Editor's Page


Dear Readers:

I have pleasing news and sad news for you.

I'm happy to announce that Persimmon Tree continues to grow-our number of subscriptions now pushes 4,500. After a year online, the word has gotten out about the quality of the magazine, and I hear everywhere from people who really appreciate what we (all of us) are doing.

One more satisfying development: We're in the process of setting up a way for readers to make tax-deductible contributions to Persimmon Tree. Up to this point we haven't been able to offer this. Even so, many of you already have sent us gifts through our "Donate" button on the website or by mailing us checks. I can't tell you how much your generosity has meant to us! But we want to open the way for those who won't donate unless we have a tax-deductible means.

In this age of consciousness about social networking, we think of Persimmon Tree as a place to belong. I urge you to claim the magazine as yours, a community you identify with. Hopefully we'll have a blog in the future and make it possible for you to share your thoughts and ideas with each other. In the meanwhile, continue to send your email letters to us at editor@persimmontree.org.

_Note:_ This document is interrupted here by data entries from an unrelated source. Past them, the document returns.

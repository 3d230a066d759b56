//! Energy landscape sampling over the `(gamma, beta)` plane.
//!
//! Every grid cell is an independent oracle call, so [`LandscapeSampler`]
//! can spread cells over a bounded rayon pool. Cancellation is abort-all:
//! a cancelled run yields [`LandscapeError::Cancelled`] and never a partially
//! filled grid.

use std::sync::atomic::{AtomicBool, Ordering};
use std::sync::Arc;
use std::time::Instant;

use ndarray::Array2;
use serde::{Deserialize, Serialize};
use tracing::{debug, info};

use crate::analysis;
use crate::config::GridSpec;
use crate::cut::{edge_cut_value, CutCache};
use crate::error::{LandscapeError, Result};
use crate::graph::{Graph, NodeId};
use crate::oracle::EnergyOracle;

// ---------------------------------------------------------------------------
// Single-point evaluation
// ---------------------------------------------------------------------------

/// Expected cut value (or expected cut of a single `edge`) at `(gamma, beta)`.
pub fn evaluate<O>(
    graph: &Graph,
    oracle: &O,
    gamma: f64,
    beta: f64,
    edge: Option<(NodeId, NodeId)>,
) -> Result<f64>
where
    O: EnergyOracle + ?Sized,
{
    let mut cache = CutCache::new();
    evaluate_cached(graph, oracle, gamma, beta, edge, &mut cache)
}

fn evaluate_cached<O>(
    graph: &Graph,
    oracle: &O,
    gamma: f64,
    beta: f64,
    edge: Option<(NodeId, NodeId)>,
    cache: &mut CutCache,
) -> Result<f64>
where
    O: EnergyOracle + ?Sized,
{
    let distribution = oracle.distribution(graph, gamma, beta)?;
    distribution.expectation(|x| match edge {
        Some(e) => edge_cut_value(graph, x, e),
        None => cache.cut_value(graph, x),
    })
}

// ---------------------------------------------------------------------------
// Energy grid
// ---------------------------------------------------------------------------

/// Sampled landscape: `values[[i, j]]` is the energy at cell `(i, j)` of the
/// `gamma_max x beta_max` window.
#[derive(Debug, Clone, PartialEq, Serialize, Deserialize)]
pub struct EnergyGrid {
    values: Array2<f64>,
    gamma_max: f64,
    beta_max: f64,
}

impl EnergyGrid {
    /// Wrap an existing array, e.g. one loaded by the caller.
    pub fn from_array(values: Array2<f64>, gamma_max: f64, beta_max: f64) -> Result<Self> {
        if values.is_empty() {
            return Err(LandscapeError::EmptyGrid);
        }
        Ok(Self {
            values,
            gamma_max,
            beta_max,
        })
    }

    pub fn values(&self) -> &Array2<f64> {
        &self.values
    }

    pub fn into_values(self) -> Array2<f64> {
        self.values
    }

    pub fn shape(&self) -> (usize, usize) {
        self.values.dim()
    }

    pub fn gamma_max(&self) -> f64 {
        self.gamma_max
    }

    pub fn beta_max(&self) -> f64 {
        self.beta_max
    }

    pub fn max(&self) -> f64 {
        self.values.iter().copied().fold(f64::NEG_INFINITY, f64::max)
    }

    pub fn min(&self) -> f64 {
        self.values.iter().copied().fold(f64::INFINITY, f64::min)
    }

    /// See [`analysis::maximizing_parameters`]; uses this grid's window.
    pub fn maximizing_parameters(&self, centered: bool, atol: f64) -> Result<Vec<(f64, f64)>> {
        analysis::maximizing_parameters(&self.values, self.gamma_max, self.beta_max, centered, atol)
    }
}

// ---------------------------------------------------------------------------
// Sampler
// ---------------------------------------------------------------------------

/// Shared flag that aborts an in-flight grid computation.
#[derive(Debug, Clone, Default)]
pub struct CancelToken(Arc<AtomicBool>);

impl CancelToken {
    pub fn new() -> Self {
        Self::default()
    }

    pub fn cancel(&self) {
        self.0.store(true, Ordering::SeqCst);
    }

    pub fn is_cancelled(&self) -> bool {
        self.0.load(Ordering::SeqCst)
    }
}

type ProgressFn<'a> = Box<dyn Fn(usize) + Send + Sync + 'a>;

/// Evaluates an oracle on every cell of a [`GridSpec`].
///
/// ```rust,no_run
/// use qaoa_landscape::{GridSpec, LandscapeSampler, StatevectorOracle};
/// use qaoa_landscape::graph::triangle_graph;
///
/// let graph = triangle_graph();
/// let grid = LandscapeSampler::new(&graph, &StatevectorOracle, GridSpec::with_samples(32))
///     .workers(4)
///     .run()
///     .unwrap();
/// assert_eq!(grid.shape(), (32, 32));
/// ```
pub struct LandscapeSampler<'a, O: ?Sized> {
    graph: &'a Graph,
    oracle: &'a O,
    spec: GridSpec,
    edge: Option<(NodeId, NodeId)>,
    workers: usize,
    cancel: Option<CancelToken>,
    progress: Option<ProgressFn<'a>>,
}

impl<'a, O> LandscapeSampler<'a, O>
where
    O: EnergyOracle + ?Sized,
{
    pub fn new(graph: &'a Graph, oracle: &'a O, spec: GridSpec) -> Self {
        Self {
            graph,
            oracle,
            spec,
            edge: None,
            workers: 1,
            cancel: None,
            progress: None,
        }
    }

    /// Restrict the energy to the expected cut of one edge.
    pub fn edge(mut self, edge: Option<(NodeId, NodeId)>) -> Self {
        self.edge = edge;
        self
    }

    /// Size of the worker pool; 0 and 1 both mean sequential.
    pub fn workers(mut self, workers: usize) -> Self {
        self.workers = workers;
        self
    }

    pub fn cancel_token(mut self, token: CancelToken) -> Self {
        self.cancel = Some(token);
        self
    }

    /// Called with the number of finished cells after each cell.
    pub fn on_progress<F>(mut self, f: F) -> Self
    where
        F: Fn(usize) + Send + Sync + 'a,
    {
        self.progress = Some(Box::new(f));
        self
    }

    pub fn total_cells(&self) -> usize {
        self.spec.samples * self.spec.samples
    }

    /// Sample every cell on the calling thread.
    pub fn run_sequential(&self) -> Result<EnergyGrid> {
        self.spec.validate()?;
        let n = self.spec.samples;
        let start = Instant::now();
        info!(
            nodes = self.graph.num_nodes(),
            edges = self.graph.num_edges(),
            samples = n,
            "sampling energy landscape"
        );

        let mut cache = CutCache::new();
        let mut values = Array2::<f64>::zeros((n, n));
        for i in 0..n {
            for j in 0..n {
                self.check_cancelled()?;
                let (gamma, beta) = self.spec.point(i, j);
                values[[i, j]] =
                    evaluate_cached(self.graph, self.oracle, gamma, beta, self.edge, &mut cache)?;
                if let Some(progress) = &self.progress {
                    progress(i * n + j + 1);
                }
            }
            debug!(row = i, of = n, "landscape row done");
        }

        info!(elapsed_ms = start.elapsed().as_millis() as u64, "landscape complete");
        EnergyGrid::from_array(values, self.spec.gamma_max, self.spec.beta_max)
    }

    fn check_cancelled(&self) -> Result<()> {
        match &self.cancel {
            Some(token) if token.is_cancelled() => Err(LandscapeError::Cancelled),
            _ => Ok(()),
        }
    }
}

impl<'a, O> LandscapeSampler<'a, O>
where
    O: EnergyOracle + Sync + ?Sized,
{
    /// Sample the grid, in parallel when more than one worker is configured.
    pub fn run(&self) -> Result<EnergyGrid> {
        if self.workers <= 1 {
            return self.run_sequential();
        }
        self.run_parallel()
    }

    #[cfg(feature = "parallel")]
    fn run_parallel(&self) -> Result<EnergyGrid> {
        use rayon::prelude::*;
        use std::sync::atomic::AtomicUsize;

        self.spec.validate()?;
        let n = self.spec.samples;
        let start = Instant::now();
        info!(
            nodes = self.graph.num_nodes(),
            edges = self.graph.num_edges(),
            samples = n,
            workers = self.workers,
            "sampling energy landscape in parallel"
        );

        let pool = rayon::ThreadPoolBuilder::new()
            .num_threads(self.workers)
            .build()
            .map_err(|e| LandscapeError::InvalidConfig(format!("worker pool: {e}")))?;
        let done = AtomicUsize::new(0);

        let cells: Vec<f64> = pool.install(|| {
            (0..n * n)
                .into_par_iter()
                .map_init(CutCache::new, |cache, k| {
                    self.check_cancelled()?;
                    let (gamma, beta) = self.spec.point(k / n, k % n);
                    let energy =
                        evaluate_cached(self.graph, self.oracle, gamma, beta, self.edge, cache)?;
                    let finished = done.fetch_add(1, Ordering::Relaxed) + 1;
                    if let Some(progress) = &self.progress {
                        progress(finished);
                    }
                    Ok(energy)
                })
                .collect::<Result<Vec<f64>>>()
        })?;

        let values = Array2::from_shape_vec((n, n), cells)
            .map_err(|e| LandscapeError::InvalidGridSpec(e.to_string()))?;
        info!(elapsed_ms = start.elapsed().as_millis() as u64, "landscape complete");
        EnergyGrid::from_array(values, self.spec.gamma_max, self.spec.beta_max)
    }

    #[cfg(not(feature = "parallel"))]
    fn run_parallel(&self) -> Result<EnergyGrid> {
        tracing::warn!(
            workers = self.workers,
            "built without the `parallel` feature, sampling sequentially"
        );
        self.run_sequential()
    }
}

/// Sample `spec.samples^2` cells sequentially; one oracle call per cell.
pub fn sample_grid<O>(
    graph: &Graph,
    oracle: &O,
    edge: Option<(NodeId, NodeId)>,
    spec: GridSpec,
) -> Result<EnergyGrid>
where
    O: EnergyOracle + ?Sized,
{
    LandscapeSampler::new(graph, oracle, spec)
        .edge(edge)
        .run_sequential()
}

Because Persimmon Tree is a community, it saddens us especially to lose one of our own. On May 29, 2008, Paula Gunn Allen, a contributor to the magazine, died at the age of 68. For the last thirty years Paula was a foremost voice in Native American literature and the study of American literature. Her moving nonfiction piece, "The Perils of Being Paula," appeared in the Summer 2007 issue (now in Archive.) Here is an excerpt from one of her poems:

Even so, the spent voices are singing,
their thoughts are dancing in the dirty air.
Their feet touch the cement, the asphalt
delighting, still they weave dreams upon our
shadowed skulls, if we could listen.
If we could hear.

            -Paula Gunn Allen
            from "Kopis'taya, a Gathering of Spirits"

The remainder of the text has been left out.